The above video demonstrates a lumbar puncture in a child undergoing cancer treatment. This video was designed to educate parents and caregivers by showing an actual patient being accessed for treatment. Our intent with this video is to help you, and your child if you chose to show it to them, understand what will happen when your child has this procedure.
This activity is supported by a contribution from Lilly USA, LLC.
Performing the Procedure
- A child will usually lie on his or her side, chin tucked to the chest and knees pulled up to the chest. A staff member will help your child get into the proper position and support that position throughout the procedure.
- Lying still can be stressful for children. Rehearsing the position before the test can help your child feel more in control and understand what he or she needs to do.

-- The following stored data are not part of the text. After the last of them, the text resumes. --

//! Sender: one transmission attempt, and at most one retry after a reconnect.
//!
//! Retry scheduling beyond that single attempt is the host's concern.

use std::sync::Arc;

use tracing::{debug, warn};

use crate::connection::ForwardLink;
use crate::error::ForwardError;
use crate::metrics::DeliveryMetrics;
use crate::protocol::{Entry, SendMode};

/// Sends translated batches over a [`ForwardLink`].
#[derive(Debug, Clone)]
pub struct Sender {
    tag: String,
    mode: SendMode,
    metrics: Arc<DeliveryMetrics>,
}

impl Sender {
    pub fn new(tag: impl Into<String>, mode: SendMode, metrics: Arc<DeliveryMetrics>) -> Self {
        Self {
            tag: tag.into(),
            mode,
            metrics,
        }
    }

    pub fn tag(&self) -> &str {
        &self.tag
    }

    pub fn mode(&self) -> SendMode {
        self.mode
    }

    /// Send one batch as a single message.
    ///
    /// On failure the link is reconnected and the batch sent exactly once
    /// more. A failed reconnect is returned without retransmitting; a failed
    /// second attempt returns that attempt's error.
    pub async fn send<L: ForwardLink + ?Sized>(
        &self,
        link: &mut L,
        entries: &[Entry],
    ) -> Result<(), ForwardError> {
        let first = match link.transmit(self.mode, &self.tag, entries).await {
            Ok(()) => {
                self.metrics.record_batch_sent(entries.len());
                return Ok(());
            }
            Err(e) => e,
        };

        self.metrics.record_send_failure();
        warn!(
            error = %first,
            mode = %self.mode,
            entries = entries.len(),
            "Transmission failed, reconnecting to retry once"
        );

        if let Err(e) = link.reconnect().await {
            self.metrics.record_batch_failed();
            return Err(e);
        }

        match link.transmit(self.mode, &self.tag, entries).await {
            Ok(()) => {
                debug!(entries = entries.len(), "Retry succeeded");
                self.metrics.record_batch_sent(entries.len());
                Ok(())
            }
            Err(e) => {
                self.metrics.record_send_failure();
                self.metrics.record_batch_failed();
                warn!(error = %e, "Retry failed, giving up on batch");
                Err(e)
            }
        }
    }
}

- In some cases, older children can sit up and curl the back by tucking the chin to the chest.
- When the back is in a curved position, a needle is placed between the bones of the spine (vertebrae) below the level of the spinal cord.
- Fluid from the spinal canal is then removed through the needle and collected into a tube that is sent to a laboratory to be tested.
- For some types of cancer, chemotherapy may be given into the spinal canal through the same needle after the cells are removed for testing.